• **Exercise description**
Among the entries below, how many lines include the word "enum"? Reply with only the number.

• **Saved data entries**
====
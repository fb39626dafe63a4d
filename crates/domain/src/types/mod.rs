//! Domain data types

pub mod http;
pub mod reply;
pub mod session;
pub mod token;
pub mod user;

pub use http::{ApiRequest, ApiResponse, HttpMethod, RequestBody};
pub use reply::{Reply, ReplyDraft, ReplyId};
pub use session::{
    CredentialEvent, CredentialPhase, LoginOutcome, LogoutReason, SessionEvent, SessionState,
    SessionStatus,
};
pub use token::TokenPair;
pub use user::{SocialProvider, UserProfile};
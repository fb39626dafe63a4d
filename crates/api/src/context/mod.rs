//! Application context - dependency injection container

use std::sync::Arc;

use belay_core::{
    AuthenticatedRequestExecutor, Clock, HttpTransport, ReplyService, SessionContext,
    SessionController, SystemClock, TokenGate, TokenRefresher, TokenStore,
};
use belay_domain::{Config, Result};
use belay_infra::{build_token_store, config, ReqwestTransport};
use tracing::info;

/// Application context - holds all services and dependencies
pub struct AppContext {
    pub config: Config,
    pub store: Arc<dyn TokenStore>,
    pub session: Arc<SessionContext>,
    pub executor: Arc<AuthenticatedRequestExecutor>,
    pub controller: Arc<SessionController>,
}

impl AppContext {
    /// Build the context from configuration found in the environment or on disk.
    ///
    /// # Errors
    /// Configuration, transport and store construction errors.
    pub fn new() -> Result<Self> {
        let config = config::load()?;
        Self::with_config(config)
    }

    /// Build the context from an explicit configuration.
    ///
    /// # Errors
    /// Returns `BelayError::Config` for an invalid base URL and
    /// `BelayError::Storage` when the keychain entry cannot be opened.
    pub fn with_config(config: Config) -> Result<Self> {
        let transport: Arc<dyn HttpTransport> = Arc::new(ReqwestTransport::from_config(&config.api)?);
        let store = build_token_store(&config.storage)?;
        Ok(Self::with_parts(config, store, transport, Arc::new(SystemClock)))
    }

    /// Wire the session stack around the given adapters.
    pub fn with_parts(
        config: Config,
        store: Arc<dyn TokenStore>,
        transport: Arc<dyn HttpTransport>,
        clock: Arc<dyn Clock>,
    ) -> Self {
        let session = Arc::new(SessionContext::new());
        let gate = Arc::new(TokenGate::new(Arc::clone(&store)));
        let refresher = Arc::new(TokenRefresher::new(
            Arc::clone(&transport),
            gate,
            Arc::clone(&session),
            Arc::clone(&clock),
        ));
        let executor = Arc::new(
            AuthenticatedRequestExecutor::new(
                transport,
                Arc::clone(&refresher),
                Arc::clone(&session),
                Arc::clone(&clock),
            )
            .with_refresh_threshold(config.auth.refresh_threshold()),
        );
        let controller = Arc::new(SessionController::new(
            refresher,
            Arc::clone(&executor),
            Arc::clone(&session),
            clock,
        ));

        info!(
            base_url = %config.api.base_url,
            backend = ?config.storage.backend,
            refresh_threshold_secs = config.auth.refresh_threshold_seconds,
            "application context initialized"
        );

        Self { config, store, session, executor, controller }
    }

    /// Optimistic reply state for one post.
    pub fn replies(&self, post_id: impl Into<String>) -> ReplyService {
        ReplyService::new(Arc::clone(&self.executor), post_id)
    }
}
//! Transport-neutral request and response descriptors
//!
//! Feature code builds an [`ApiRequest`]; the authenticated executor attaches
//! credentials and hands it to whichever transport adapter is wired in.

use std::fmt;

use serde::de::DeserializeOwned;
use serde::{Deserialize, Serialize};
use tokio_util::sync::CancellationToken;

use crate::constants::{AUTHORIZATION_HEADER, BEARER_PREFIX};
use crate::{BelayError, Result};

#[derive(Debug, Clone, Copy, PartialEq, Eq, Hash, Serialize, Deserialize)]
#[serde(rename_all = "UPPERCASE")]
pub enum HttpMethod {
    Get,
    Post,
    Put,
    Patch,
    Delete,
}

impl HttpMethod {
    pub fn as_str(self) -> &'static str {
        match self {
            Self::Get => "GET",
            Self::Post => "POST",
            Self::Put => "PUT",
            Self::Patch => "PATCH",
            Self::Delete => "DELETE",
        }
    }

    /// Methods that may be replayed by transport-level retries.
    pub fn is_idempotent(self) -> bool {
        matches!(self, Self::Get | Self::Put | Self::Delete)
    }
}

impl std::str::FromStr for HttpMethod {
    type Err = BelayError;

    fn from_str(value: &str) -> Result<Self> {
        match value.to_ascii_uppercase().as_str() {
            "GET" => Ok(Self::Get),
            "POST" => Ok(Self::Post),
            "PUT" => Ok(Self::Put),
            "PATCH" => Ok(Self::Patch),
            "DELETE" => Ok(Self::Delete),
            other => Err(BelayError::InvalidInput(format!("unsupported HTTP method: {other}"))),
        }
    }
}

impl fmt::Display for HttpMethod {
    fn fmt(&self, f: &mut fmt::Formatter<'_>) -> fmt::Result {
        f.write_str(self.as_str())
    }
}

#[derive(Debug, Clone, PartialEq, Eq)]
pub enum RequestBody {
    Json(serde_json::Value),
    /// Raw payload such as an image upload.
    Bytes { content_type: String, data: Vec<u8> },
}

/// Outgoing request descriptor.
///
/// `target` is either a path resolved against the configured base URL or an
/// absolute `http(s)://` URL.
#[derive(Debug, Clone)]
pub struct ApiRequest {
    pub method: HttpMethod,
    pub target: String,
    pub query: Vec<(String, String)>,
    pub headers: Vec<(String, String)>,
    pub body: Option<RequestBody>,
    cancellation: Option<CancellationToken>,
}

impl ApiRequest {
    pub fn new(method: HttpMethod, target: impl Into<String>) -> Self {
        Self {
            method,
            target: target.into(),
            query: Vec::new(),
            headers: Vec::new(),
            body: None,
            cancellation: None,
        }
    }

    pub fn get(target: impl Into<String>) -> Self {
        Self::new(HttpMethod::Get, target)
    }

    pub fn post(target: impl Into<String>) -> Self {
        Self::new(HttpMethod::Post, target)
    }

    pub fn put(target: impl Into<String>) -> Self {
        Self::new(HttpMethod::Put, target)
    }

    pub fn patch(target: impl Into<String>) -> Self {
        Self::new(HttpMethod::Patch, target)
    }

    pub fn delete(target: impl Into<String>) -> Self {
        Self::new(HttpMethod::Delete, target)
    }

    /// Attach a JSON body.
    ///
    /// # Errors
    /// Returns [`BelayError::Serialization`] if `body` cannot be encoded.
    pub fn json<T: Serialize + ?Sized>(mut self, body: &T) -> Result<Self> {
        let value = serde_json::to_value(body)
            .map_err(|e| BelayError::Serialization(format!("request body: {e}")))?;
        self.body = Some(RequestBody::Json(value));
        Ok(self)
    }

    #[must_use]
    pub fn json_value(mut self, value: serde_json::Value) -> Self {
        self.body = Some(RequestBody::Json(value));
        self
    }

    #[must_use]
    pub fn bytes(mut self, content_type: impl Into<String>, data: Vec<u8>) -> Self {
        self.body = Some(RequestBody::Bytes { content_type: content_type.into(), data });
        self
    }

    #[must_use]
    pub fn header(mut self, name: impl Into<String>, value: impl Into<String>) -> Self {
        self.headers.push((name.into(), value.into()));
        self
    }

    #[must_use]
    pub fn query(mut self, name: impl Into<String>, value: impl Into<String>) -> Self {
        self.query.push((name.into(), value.into()));
        self
    }

    /// Let the caller abandon the request; see the executor for semantics.
    #[must_use]
    pub fn with_cancellation(mut self, token: CancellationToken) -> Self {
        self.cancellation = Some(token);
        self
    }

    pub fn cancellation(&self) -> Option<&CancellationToken> {
        self.cancellation.as_ref()
    }

    /// Copy of this request carrying `Authorization: Bearer <token>`.
    ///
    /// Any caller-supplied authorization header is replaced.
    #[must_use]
    pub fn authorized(&self, access_token: &str) -> Self {
        let mut request = self.clone();
        request.headers.retain(|(name, _)| !name.eq_ignore_ascii_case(AUTHORIZATION_HEADER));
        request
            .headers
            .push((AUTHORIZATION_HEADER.to_string(), format!("{BEARER_PREFIX}{access_token}")));
        request
    }

    pub fn header_value(&self, name: &str) -> Option<&str> {
        self.headers
            .iter()
            .find(|(key, _)| key.eq_ignore_ascii_case(name))
            .map(|(_, value)| value.as_str())
    }

    pub fn is_absolute(&self) -> bool {
        self.target.starts_with("http://") || self.target.starts_with("https://")
    }
}

/// Response received from a transport.
#[derive(Debug, Clone, PartialEq, Eq)]
pub struct ApiResponse {
    pub status: u16,
    pub headers: Vec<(String, String)>,
    pub body: Vec<u8>,
}

impl ApiResponse {
    pub fn new(status: u16, body: impl Into<Vec<u8>>) -> Self {
        Self { status, headers: Vec::new(), body: body.into() }
    }

    pub fn is_success(&self) -> bool {
        (200..300).contains(&self.status)
    }

    /// 401 or 403: the credential was not accepted.
    pub fn is_auth_failure(&self) -> bool {
        matches!(self.status, 401 | 403)
    }

    pub fn header(&self, name: &str) -> Option<&str> {
        self.headers
            .iter()
            .find(|(key, _)| key.eq_ignore_ascii_case(name))
            .map(|(_, value)| value.as_str())
    }

    pub fn text(&self) -> String {
        String::from_utf8_lossy(&self.body).into_owned()
    }

    /// Decode the body as JSON.
    ///
    /// # Errors
    /// Returns [`BelayError::Serialization`] when the body does not match `T`.
    pub fn json<T: DeserializeOwned>(&self) -> Result<T> {
        serde_json::from_slice(&self.body)
            .map_err(|e| BelayError::Serialization(format!("response body: {e}")))
    }
}
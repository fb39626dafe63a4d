//! Configuration loading and management
//!
//! This module provides utilities for loading application configuration
//! from environment variables and files.

pub mod loader;

// Re-export commonly used items
pub use loader::{load, load_from_env, load_from_file, probe_config_paths};
//! Token store adapters
//!
//! The file and keychain stores persist a single [`SessionRecord`] under the
//! fixed `belay.session` key, so the token pair and the cached profile are
//! always written together.

mod file_store;
mod keychain_store;
mod memory_store;

use std::sync::Arc;

use belay_core::TokenStore;
use belay_domain::constants::SESSION_RECORD_VERSION;
use belay_domain::{Result, StorageBackend, StorageConfig, TokenPair, UserProfile};
use serde::{Deserialize, Serialize};
use tracing::warn;

pub use file_store::FileTokenStore;
pub use keychain_store::KeychainTokenStore;
pub use memory_store::MemoryTokenStore;

/// Persisted session layout shared by the file and keychain stores.
#[derive(Debug, Clone, PartialEq, Eq, Serialize, Deserialize)]
pub struct SessionRecord {
    pub version: u32,
    #[serde(default)]
    pub tokens: Option<TokenPair>,
    #[serde(default)]
    pub user: Option<UserProfile>,
}

impl Default for SessionRecord {
    fn default() -> Self {
        Self { version: SESSION_RECORD_VERSION, tokens: None, user: None }
    }
}

impl SessionRecord {
    /// Decode a stored record; corrupt or foreign data is treated as absent.
    pub(crate) fn decode(raw: &str, source: &str) -> Option<Self> {
        match serde_json::from_str::<Self>(raw) {
            Ok(record) if record.version == SESSION_RECORD_VERSION => Some(record),
            Ok(record) => {
                warn!(source, version = record.version, "ignoring session record with unknown version");
                None
            }
            Err(err) => {
                warn!(source, error = %err, "ignoring corrupt session record");
                None
            }
        }
    }

    pub(crate) fn is_empty(&self) -> bool {
        self.tokens.is_none() && self.user.is_none()
    }
}

/// Build the store selected by configuration.
///
/// # Errors
/// Returns [`BelayError::Storage`](belay_domain::BelayError::Storage) if the
/// keychain entry cannot be opened.
pub fn build_token_store(config: &StorageConfig) -> Result<Arc<dyn TokenStore>> {
    let store: Arc<dyn TokenStore> = match config.backend {
        StorageBackend::File => Arc::new(FileTokenStore::new(&config.path)),
        StorageBackend::Keychain => Arc::new(KeychainTokenStore::new(&config.keychain_service)?),
        StorageBackend::Memory => Arc::new(MemoryTokenStore::new()),
    };
    Ok(store)
}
====
• **Task solution**
2